The present study targeted the carrier cattle infected with Babesia bigemina and Babesia bovis, as they are difficult to detect because of the low numbers of parasites that occur in peripheral blood. However, diagnosis of low-level infections with the parasite is important for studying the transmission and standardizing epidemiological studies. Using the Polymerase Chain Reaction (PCR) to amplify a portion of the gene from the parasite, and tested the ability of this method to detect carrier cattle.
A study was conducted to detect the. Babesia in blood samples through PCR based techniques. A PCR assay was described which could differentiate Babesia bigemina and Babesia bovis by using specific primer in carrier cattle. Blood samples of 100 cattle were randomly analyzed with PCR assay 29 (29.0%) out of 100 blood samples were positive for babesiosis in which 18% were positive for Babesia bigemina and 11% were positive for Babesia bovis, While the Light Microscopy detected only 18 (18%) out of the same samples.
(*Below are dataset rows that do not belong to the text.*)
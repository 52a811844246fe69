//! Pure Google Gemini REST API client
//!
//! A minimal client for the Gemini `generateContent` endpoint, shaped like
//! `openai-client`: no domain logic, typed errors, JSON-schema constrained
//! responses through `generationConfig.responseSchema`.
//!
//! # Example
//!
//! ```rust,ignore
//! use gemini_client::{GeminiClient, GenerateRequest};
//!
//! let client = GeminiClient::new(api_key);
//! let text = client
//!     .generate_text("gemini-1.5-flash", GenerateRequest::user("Hello").json_schema(schema))
//!     .await?;
//! ```

pub mod error;
pub mod types;

pub use error::{GeminiError, Result};
pub use types::*;

use std::time::Duration;

use reqwest::{Client, StatusCode};
use tracing::{debug, warn};

const DEFAULT_BASE_URL: &str = "https://generativelanguage.googleapis.com/v1beta";

/// Pure Gemini API client.
#[derive(Clone)]
pub struct GeminiClient {
    http_client: Client,
    api_key: String,
    base_url: String,
}

impl GeminiClient {
    /// Create a new Gemini client with the given API key.
    pub fn new(api_key: impl Into<String>) -> Self {
        Self {
            http_client: Client::new(),
            api_key: api_key.into(),
            base_url: DEFAULT_BASE_URL.to_string(),
        }
    }

    /// Set a custom base URL (for proxies or a local emulator).
    pub fn with_base_url(mut self, url: impl Into<String>) -> Self {
        self.base_url = url.into().trim_end_matches('/').to_string();
        self
    }

    /// Apply a deadline to every request made by this client.
    pub fn with_timeout(mut self, timeout: Duration) -> Result<Self> {
        self.http_client = Client::builder()
            .timeout(timeout)
            .build()
            .map_err(|e| GeminiError::Config(format!("Failed to build HTTP client: {}", e)))?;
        Ok(self)
    }

    /// Get the base URL.
    pub fn base_url(&self) -> &str {
        &self.base_url
    }

    /// Call `models/{model}:generateContent` and return the raw response.
    pub async fn generate_content(
        &self,
        model: &str,
        request: &GenerateRequest,
    ) -> Result<GenerateResponse> {
        let start = std::time::Instant::now();

        let response = self
            .http_client
            .post(format!("{}/models/{}:generateContent", self.base_url, model))
            .header("x-goog-api-key", &self.api_key)
            .header("Content-Type", "application/json")
            .json(request)
            .send()
            .await
            .map_err(|e| {
                warn!(error = %e, "Gemini request failed");
                GeminiError::from(e)
            })?;

        let status = response.status();
        if !status.is_success() {
            let error_text = response.text().await.unwrap_or_default();
            let err = classify_error(status, &error_text);
            warn!(status = %status, error = %err, "Gemini API error");
            return Err(err);
        }

        let body: GenerateResponse = response
            .json()
            .await
            .map_err(|e| {
                if e.is_timeout() {
                    GeminiError::Timeout
                } else {
                    GeminiError::Parse(e.to_string())
                }
            })?;

        debug!(
            model = %model,
            duration_ms = start.elapsed().as_millis(),
            total_tokens = body.usage_metadata.as_ref().map(|u| u.total_token_count),
            "Gemini generateContent"
        );

        Ok(body)
    }

    /// Generate and return the first candidate's text.
    ///
    /// A blocked prompt or a response without any text part is an error.
    pub async fn generate_text(&self, model: &str, request: GenerateRequest) -> Result<String> {
        let response = self.generate_content(model, &request).await?;

        if let Some(reason) = response
            .prompt_feedback
            .as_ref()
            .and_then(|f| f.block_reason.clone())
        {
            return Err(GeminiError::Blocked(reason));
        }

        match response.first_text() {
            Some(text) => Ok(text.to_string()),
            None => {
                let finish_reason = response
                    .candidates
                    .first()
                    .and_then(|c| c.finish_reason.clone())
                    .unwrap_or_else(|| "NO_CANDIDATES".to_string());
                if finish_reason == "SAFETY" {
                    Err(GeminiError::Blocked(finish_reason))
                } else {
                    Err(GeminiError::Api(format!(
                        "No text in Gemini response (finish reason: {})",
                        finish_reason
                    )))
                }
            }
        }
    }
}

fn classify_error(status: StatusCode, body: &str) -> GeminiError {
    let (message, api_status) = match serde_json::from_str::<ApiErrorBody>(body) {
        Ok(parsed) => (parsed.error.message, parsed.error.status),
        Err(_) => (body.to_string(), None),
    };

    let key_rejected = message.contains("API key") || api_status.as_deref() == Some("UNAUTHENTICATED");
    match status {
        StatusCode::UNAUTHORIZED | StatusCode::FORBIDDEN => GeminiError::Auth(message),
        StatusCode::BAD_REQUEST if key_rejected => GeminiError::Auth(message),
        _ => GeminiError::Api(format!("Gemini API error ({}): {}", status, message)),
    }
}
//! Persisted "already viewed" bookkeeping on top of a [`KeyValueStore`].
//!
//! Store failures never propagate from here. A failed read behaves like an
//! absent value; a failed write is logged and the caller carries on, at worst
//! showing a notification again on a later check.

use std::sync::Arc;

use chrono::{DateTime, Utc};
use serde::Serialize;
use serde_json::Value;

use crate::store::KeyValueStore;

/// JSON array of campaign ids that must never be shown again.
pub const VIEWED_KEY: &str = "viewed-notifications";
/// Epoch millis of the very first eligibility check. Written once; the quiet
/// period is measured from it.
pub const FIRST_SEEN_KEY: &str = "viewed-notification-time";
/// Epoch millis of the last full eligibility scan.
pub const LAST_CHECK_KEY: &str = "notification-check-time";

/// Snapshot of everything persisted for the engine.
#[derive(Debug, Clone, Default, PartialEq, Eq, Serialize)]
pub struct ViewedState {
  /// In the order they were viewed; never contains duplicates.
  pub viewed_ids: Vec<String>,
  pub last_check: Option<DateTime<Utc>>,
  pub first_seen: Option<DateTime<Utc>>,
}

impl ViewedState {
  pub fn is_viewed(&self, id: &str) -> bool {
    self.viewed_ids.iter().any(|v| v == id)
  }
}

pub struct ViewedStateStore<S> {
  store: Arc<S>,
}

impl<S> Clone for ViewedStateStore<S> {
  fn clone(&self) -> Self { Self { store: Arc::clone(&self.store) } }
}

impl<S: KeyValueStore> ViewedStateStore<S> {
  pub fn new(store: Arc<S>) -> Self { Self { store } }

  /// The quiet-period anchor: when the first check ever ran. Absent on a
  /// fresh profile, in which case `now` is stored and returned.
  ///
  /// Scans never move it; see [`Self::record_scan`].
  pub async fn get_last_check_time(&self, now: DateTime<Utc>) -> DateTime<Utc> {
    if let Some(at) = self.read_millis(FIRST_SEEN_KEY).await {
      return at;
    }
    tracing::debug!(%now, "first notification check, starting quiet period");
    self.write(FIRST_SEEN_KEY, encode_millis(now)).await;
    now
  }

  /// Remember when a full scan ran. Informational only.
  pub async fn record_scan(&self, now: DateTime<Utc>) {
    self.write(LAST_CHECK_KEY, encode_millis(now)).await;
  }

  pub async fn is_viewed(&self, id: &str) -> bool {
    self.viewed_ids().await.iter().any(|v| v == id)
  }

  /// Append `id` to the viewed set. Returns `true` if it was not there yet.
  pub async fn mark_viewed(&self, id: &str) -> bool {
    self.mark_all_viewed([id]).await == 1
  }

  /// Append every id not already viewed, in one write. Returns how many
  /// were added.
  pub async fn mark_all_viewed<'i>(
    &self,
    ids: impl IntoIterator<Item = &'i str>,
  ) -> usize {
    let mut viewed = self.viewed_ids().await;
    let before = viewed.len();
    for id in ids {
      if !viewed.iter().any(|v| v == id) {
        viewed.push(id.to_owned());
      }
    }
    let added = viewed.len() - before;
    if added > 0 {
      self.write(VIEWED_KEY, Value::from(viewed)).await;
    }
    added
  }

  pub async fn viewed_ids(&self) -> Vec<String> {
    match self.read(VIEWED_KEY).await {
      Some(value) => decode_ids(value),
      None => Vec::new(),
    }
  }

  pub async fn load(&self) -> ViewedState {
    ViewedState {
      viewed_ids: self.viewed_ids().await,
      last_check: self.read_millis(LAST_CHECK_KEY).await,
      first_seen: self.read_millis(FIRST_SEEN_KEY).await,
    }
  }

  // ── Raw access ──────────────────────────────────────────────────────────

  async fn read(&self, key: &str) -> Option<Value> {
    match self.store.get_item(key).await {
      Ok(value) => value,
      Err(e) => {
        tracing::warn!(key, error = %e, "store read failed, treating as absent");
        None
      }
    }
  }

  async fn read_millis(&self, key: &str) -> Option<DateTime<Utc>> {
    let value = self.read(key).await?;
    let decoded = decode_millis(&value);
    if decoded.is_none() && !is_zero(&value) {
      tracing::warn!(key, %value, "malformed timestamp, treating as absent");
    }
    decoded
  }

  async fn write(&self, key: &str, value: Value) {
    if let Err(e) = self.store.set_item(key, value).await {
      tracing::warn!(key, error = %e, "store write failed");
    }
  }
}

// ─── Codecs ──────────────────────────────────────────────────────────────────

fn encode_millis(at: DateTime<Utc>) -> Value { Value::from(at.timestamp_millis()) }

/// Numbers and numeric strings are accepted; host local storage stringifies.
/// Zero means "never", matching the host's `|| 0` default.
fn decode_millis(value: &Value) -> Option<DateTime<Utc>> {
  let millis = match value {
    Value::Number(n) => n.as_i64()?,
    Value::String(s) => s.trim().parse().ok()?,
    _ => return None,
  };
  if millis == 0 {
    return None;
  }
  DateTime::from_timestamp_millis(millis)
}

fn is_zero(value: &Value) -> bool {
  value.as_i64() == Some(0) || value.as_str().is_some_and(|s| s.trim() == "0")
}

/// Anything but an array of strings reads as empty; duplicates collapse.
fn decode_ids(value: Value) -> Vec<String> {
  let items = match value {
    Value::Array(items) => items,
    other => {
      tracing::warn!(key = VIEWED_KEY, value = %other, "malformed viewed list, treating as empty");
      return Vec::new();
    }
  };
  let mut ids: Vec<String> = Vec::with_capacity(items.len());
  for item in items {
    if let Value::String(id) = item
      && !ids.contains(&id)
    {
      ids.push(id);
    }
  }
  ids
}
The samples found positive by LM were reconfirmed during the PCR assay but no sample was found to be having both Babesia bigemina and Babesia bovis infections simultaneously.
Thus it is concluded that PCR is a reliable molecular diagnostic technique to detect low level of infections in carrier animals in a population and thus could be used as an effective screening tool for the control and eradication of disease.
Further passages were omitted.